What you have to do - Gather the lines below that include the string "bool", copying each in full.

[Stored data entries]
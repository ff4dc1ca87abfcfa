//! Board state, sides, directions and moves.
//!
//! Both sides are stored from their own point of view: hole 0 is always
//! the owner's left kichwa. The two front rows meet along the capture
//! boundary, so front hole `h` of one side faces [`mirror`]`(h)` of the
//! other.

use std::fmt;

use crate::constants::*;
use crate::rules::Rules;

/// One of the two players.
#[derive(Debug, Clone, Copy, PartialEq, Eq, Hash)]
pub enum Side {
    North,
    South,
}

impl Side {
    /// Row index into [`BoardState::board`].
    #[inline]
    pub fn index(self) -> usize {
        match self {
            Side::North => 0,
            Side::South => 1,
        }
    }

    #[inline]
    pub fn opponent(self) -> Side {
        match self {
            Side::North => Side::South,
            Side::South => Side::North,
        }
    }
}

impl fmt::Display for Side {
    fn fmt(&self, f: &mut fmt::Formatter<'_>) -> fmt::Result {
        match self {
            Side::North => f.write_str("N"),
            Side::South => f.write_str("S"),
        }
    }
}

/// Sowing direction along the ring of board holes.
#[derive(Debug, Clone, Copy, PartialEq, Eq, Hash)]
pub enum Direction {
    /// Towards lower hole indices (anti-clockwise).
    Left,
    /// Towards higher hole indices (clockwise).
    Right,
}

impl Direction {
    pub const BOTH: [Direction; 2] = [Direction::Left, Direction::Right];

    /// Hole reached after `n` steps from `hole`, wrapping around the ring.
    #[inline]
    pub fn advance(self, hole: Hole, n: u32) -> Hole {
        let n = n as usize % RING;
        match self {
            Direction::Right => (hole + n) % RING,
            Direction::Left => (hole + RING - n) % RING,
        }
    }
}

/// Hole on the opposing side facing `hole` across the capture boundary.
///
/// Front holes reflect onto front holes, back holes onto back holes.
#[inline]
pub fn mirror(hole: Hole) -> Hole {
    if hole <= FRONT_LAST {
        FRONT_LAST - hole
    } else {
        STORE + FRONT_LAST - hole
    }
}

/// True for holes in the front row, the only ones that capture.
#[inline]
pub fn in_capture_range(hole: Hole) -> bool {
    hole <= FRONT_LAST
}

/// A move: start hole, initial direction and whether the outcome is the
/// one paused on the house.
#[derive(Debug, Clone, Copy, PartialEq, Eq, Hash)]
pub struct Move {
    pub hole: Hole,
    pub dir: Direction,
    /// The move stopped on the intact house instead of lifting it.
    pub paused: bool,
}

impl Move {
    pub fn new(hole: Hole, dir: Direction) -> Self {
        Self {
            hole,
            dir,
            paused: false,
        }
    }
}

impl fmt::Display for Move {
    fn fmt(&self, f: &mut fmt::Formatter<'_>) -> fmt::Result {
        let dir = match self.dir {
            Direction::Right => "CK",
            Direction::Left => "ANTCK",
        };
        write!(f, "{}-{dir}", self.hole)?;
        if self.paused {
            f.write_str("*")?;
        }
        Ok(())
    }
}

/// Snapshot of the board between (or during) moves.
#[derive(Debug, Clone, PartialEq, Eq)]
pub struct BoardState {
    /// Seeds per hole, indexed by [`Side::index`] then hole.
    pub board: [[u32; NHOLES]; NPLAYERS],
    /// Whether each side's house is still intact.
    pub house_intact: [bool; NPLAYERS],
    /// The accepted move category this turn is a plain sow (takata), not a capture.
    pub plain_sow: bool,
    /// Hole blocked by the single-capture trap, if any.
    pub trapped: Option<Hole>,
    /// Side to move.
    pub player: Side,
}

impl BoardState {
    /// Initial position for `rules`, South to move.
    pub fn new(rules: &Rules) -> Self {
        Self {
            board: [rules.layout; NPLAYERS],
            house_intact: [rules.has_house; NPLAYERS],
            plain_sow: false,
            trapped: None,
            player: Side::South,
        }
    }

    #[inline]
    pub fn seeds(&self, side: Side, hole: Hole) -> u32 {
        self.board[side.index()][hole]
    }

    #[inline]
    pub fn seeds_mut(&mut self, side: Side, hole: Hole) -> &mut u32 {
        &mut self.board[side.index()][hole]
    }

    #[inline]
    pub fn house_intact(&self, side: Side) -> bool {
        self.house_intact[side.index()]
    }

    /// A side plays its first stage (namua) while its store holds seeds.
    #[inline]
    pub fn in_first_stage(&self, side: Side) -> bool {
        self.seeds(side, STORE) > 0
    }

    /// Seeds `side` owns on the board, store excluded.
    pub fn side_seeds(&self, side: Side) -> u32 {
        self.board[side.index()][..STORE].iter().sum()
    }

    /// Every seed in the game, stores included.
    pub fn total_seeds(&self) -> u32 {
        self.board.iter().flatten().sum()
    }

    /// Can the player to move capture starting from front hole `hole`?
    pub fn can_capture(&self, hole: Hole) -> bool {
        in_capture_range(hole)
            && self.seeds(self.player, hole) > 0
            && self.seeds(self.player.opponent(), mirror(hole)) > 0
    }
}

impl fmt::Display for BoardState {
    fn fmt(&self, f: &mut fmt::Formatter<'_>) -> fmt::Result {
        // North is drawn from South's point of view: its front row faces
        // South's front row and its left kichwa sits above South's right one.
        let north = &self.board[Side::North.index()];
        let south = &self.board[Side::South.index()];
        let row = |holes: &mut dyn Iterator<Item = u32>| -> String {
            holes
                .map(|s| format!("{s:>2}"))
                .collect::<Vec<_>>()
                .join(" ")
        };

        writeln!(f, "N  {}   store {}", row(&mut (BACK_FIRST..=BACK_LAST).map(|h| north[h])), north[STORE])?;
        writeln!(f, "N  {}", row(&mut (FRONT_FIRST..=FRONT_LAST).rev().map(|h| north[h])))?;
        writeln!(f, "S  {}", row(&mut (FRONT_FIRST..=FRONT_LAST).map(|h| south[h])))?;
        writeln!(f, "S  {}   store {}", row(&mut (BACK_FIRST..=BACK_LAST).rev().map(|h| south[h])), south[STORE])?;

        let flag = |b: bool| if b { "intact" } else { "-" };
        write!(
            f,
            "house N:{} S:{}  {}  trapped:{}  to move:{}",
            flag(self.house_intact(Side::North)),
            flag(self.house_intact(Side::South)),
            if self.plain_sow { "takata" } else { "capture" },
            self.trapped.map_or_else(|| "-".to_string(), |h| h.to_string()),
            self.player
        )
    }
}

Solution to this problem -
pub fn in_capture_range(hole: Hole) -> bool {
    pub paused: bool,
    pub house_intact: [bool; NPLAYERS],
    pub plain_sow: bool,
    pub fn house_intact(&self, side: Side) -> bool {
    pub fn in_first_stage(&self, side: Side) -> bool {
    pub fn can_capture(&self, hole: Hole) -> bool {
        let flag = |b: bool| if b { "intact" } else { "-" };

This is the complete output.